Самый честный депутат
Автор: kv23 ИванВ городе Мухозадонске стояла такая жара, что даже мухи, исконные хозяева этого места, передвигались по воздуху пешком. Летать было лень, да и некуда. В такую погоду всякая деятельность кажется преступлением против организма. А политическая деятельность — особенно.
Председатель избирательной комиссии Петр Петрович Пухлый, человек с лицом, напоминающим сдувшийся футбольный мяч, сидел в кабинете и страдал. Кондиционер не работал. Он не работал принципиально, в знак солидарности с остальной промышленностью города. Петр Петрович держал в одной руке папку с документами Тихона Матвеевича Брыся — уважаемого человека, владельца сети ларьков «Шаурма и Вечность», а в другой — бутерброд с маслом. Масло текло по пальцам, как бюджетные средства, и капало на документы.
Собственно говоря, катастрофа произошла тихо. Без грома и молний. Уборщица тетя Зина, женщина монументальная, как памятник неизвестному дворнику, задела шваброй стопку дел. Папки упали. Петр Петрович, спасая бутерброд (инстинкт самосохранения сильнее гражданского долга), схватил первую попавшуюся.
Так сторож Тихон Матвеевич Брысь, человек без биографии, но с радикулитом, стал кандидатом в городской совет.
Кстати, о Тихоне. Он жил так, как живет трава подорожник. Где посадили — там и растет. Его политический штаб располагался на лавочке у подъезда.
Лавочка эта была уникальным сооружением. На ней выросло три поколения алкоголиков и два поколения философов, что в наших широтах часто одно и то же. Из лавочки торчал гвоздь. Этот гвоздь был символом стабильности: он рвал штаны при Хрущеве, при Брежневе и продолжал рвать сейчас, несмотря на смену конституционного строя.

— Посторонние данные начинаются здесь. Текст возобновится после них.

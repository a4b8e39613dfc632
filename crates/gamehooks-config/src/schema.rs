//! Configuration schema definitions.

use serde::{Deserialize, Serialize};
use std::path::PathBuf;

use crate::loader::ConfigLoader;

/// Root configuration.
#[derive(Debug, Clone, Default, Serialize, Deserialize)]
pub struct Config {
    #[serde(default)]
    pub server: ServerConfig,

    #[serde(default)]
    pub api: ApiConfig,

    #[serde(default)]
    pub storage: StorageConfig,

    #[serde(default)]
    pub dispatch: DispatchConfig,

    #[serde(default)]
    pub catalog: CatalogConfig,
}

/// Server configuration.
#[derive(Debug, Clone, Serialize, Deserialize)]
pub struct ServerConfig {
    #[serde(default = "default_host")]
    pub host: String,

    #[serde(default = "default_port")]
    pub port: u16,
}

impl Default for ServerConfig {
    fn default() -> Self {
        Self {
            host: default_host(),
            port: default_port(),
        }
    }
}

fn default_host() -> String {
    "127.0.0.1".to_string()
}

fn default_port() -> u16 {
    8080
}

/// Management API configuration.
#[derive(Debug, Clone, Serialize, Deserialize)]
pub struct ApiConfig {
    /// Path prefix the management routes are mounted under.
    #[serde(default = "default_prefix")]
    pub prefix: String,
}

impl Default for ApiConfig {
    fn default() -> Self {
        Self {
            prefix: default_prefix(),
        }
    }
}

fn default_prefix() -> String {
    "/hooks".to_string()
}

/// Endpoint document location.
#[derive(Debug, Clone, Serialize, Deserialize)]
pub struct StorageConfig {
    /// Path of the JSON document holding registered endpoints.
    /// A leading `~` is expanded to the home directory.
    #[serde(default = "default_storage_path")]
    pub path: String,
}

impl Default for StorageConfig {
    fn default() -> Self {
        Self {
            path: default_storage_path(),
        }
    }
}

impl StorageConfig {
    /// Path with `~` expanded.
    pub fn resolved_path(&self) -> PathBuf {
        PathBuf::from(ConfigLoader::expand_path(&self.path))
    }
}

fn default_storage_path() -> String {
    dirs::home_dir()
        .map(|h| h.join(".gamehooks").join("webhooks.json"))
        .unwrap_or_else(|| PathBuf::from(".gamehooks/webhooks.json"))
        .to_string_lossy()
        .into_owned()
}

/// Outbound delivery configuration.
#[derive(Debug, Clone, Serialize, Deserialize)]
pub struct DispatchConfig {
    /// Per-request timeout in seconds.
    #[serde(default = "default_timeout")]
    pub timeout_seconds: u64,

    /// Delivery attempts per event per endpoint. 1 disables retries.
    #[serde(default = "default_max_attempts")]
    pub max_attempts: u32,

    /// Base delay between attempts, multiplied by the attempt number.
    #[serde(default = "default_retry_backoff_ms")]
    pub retry_backoff_ms: u64,

    /// Upper bound on deliveries in flight across all endpoints.
    #[serde(default = "default_max_in_flight")]
    pub max_in_flight: usize,

    /// Deliveries to a single endpoint that may run at once.
    #[serde(default = "default_max_in_flight_per_endpoint")]
    pub max_in_flight_per_endpoint: usize,

    /// Deliveries to a single endpoint that may be pending, running or
    /// waiting. Further events for that endpoint are dropped.
    #[serde(default = "default_max_queued_per_endpoint")]
    pub max_queued_per_endpoint: usize,

    #[serde(default = "default_user_agent")]
    pub user_agent: String,
}

impl Default for DispatchConfig {
    fn default() -> Self {
        Self {
            timeout_seconds: default_timeout(),
            max_attempts: default_max_attempts(),
            retry_backoff_ms: default_retry_backoff_ms(),
            max_in_flight: default_max_in_flight(),
            max_in_flight_per_endpoint: default_max_in_flight_per_endpoint(),
            max_queued_per_endpoint: default_max_queued_per_endpoint(),
            user_agent: default_user_agent(),
        }
    }
}

fn default_timeout() -> u64 {
    10
}

fn default_max_attempts() -> u32 {
    1
}

fn default_retry_backoff_ms() -> u64 {
    500
}

fn default_max_in_flight() -> usize {
    64
}

fn default_max_in_flight_per_endpoint() -> usize {
    2
}

fn default_max_queued_per_endpoint() -> usize {
    256
}

fn default_user_agent() -> String {
    concat!("gamehooks/", env!("CARGO_PKG_VERSION")).to_string()
}

/// Events the host announces as available for subscription.
#[derive(Debug, Clone, Default, Serialize, Deserialize)]
pub struct CatalogConfig {
    #[serde(default)]
    pub events: Vec<String>,
}

#[cfg(test)]
#[path = "schema_tests.rs"]
mod tests;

Тихон сидел на лавочке, стараясь не задевать гвоздь жизненно важными органами.
К нему подошла соседка Клавдия Ивановна. Женщина-рентген. Видела всех насквозь, и диагноз всегда был один: «Сволочи».
— Тихон! — сказала она. — Слыхала, ты в депутаты лезешь?
— Я? — удивился Тихон. — Я никуда не лезу. Я сижу. У меня ноги отекли.
— Не прикидывайся! Весь город говорит. Программу давай! Что делать будешь?
Тихон посмотрел на нее мутными глазами.
— Спать буду, — честно признался он. — Я на смене устаю. А там кресла мягкие, говорят.
— А дороги? — не унималась Клавдия. — Яма у подъезда! Третий год утка там гнездится!
— И пусть гнездится, — зевнул Тихон. — Птица божья. Если яму заделать, утка уйдет. А асфальт положат — так он через месяц треснет. Природа не терпит пустоты и ровного асфальта. Я вчера шел, упал. Полежал. Подумал. Небо синее. Облака. Если б не яма, я б на небо и не посмотрел никогда. Так что яма — это для духовного роста.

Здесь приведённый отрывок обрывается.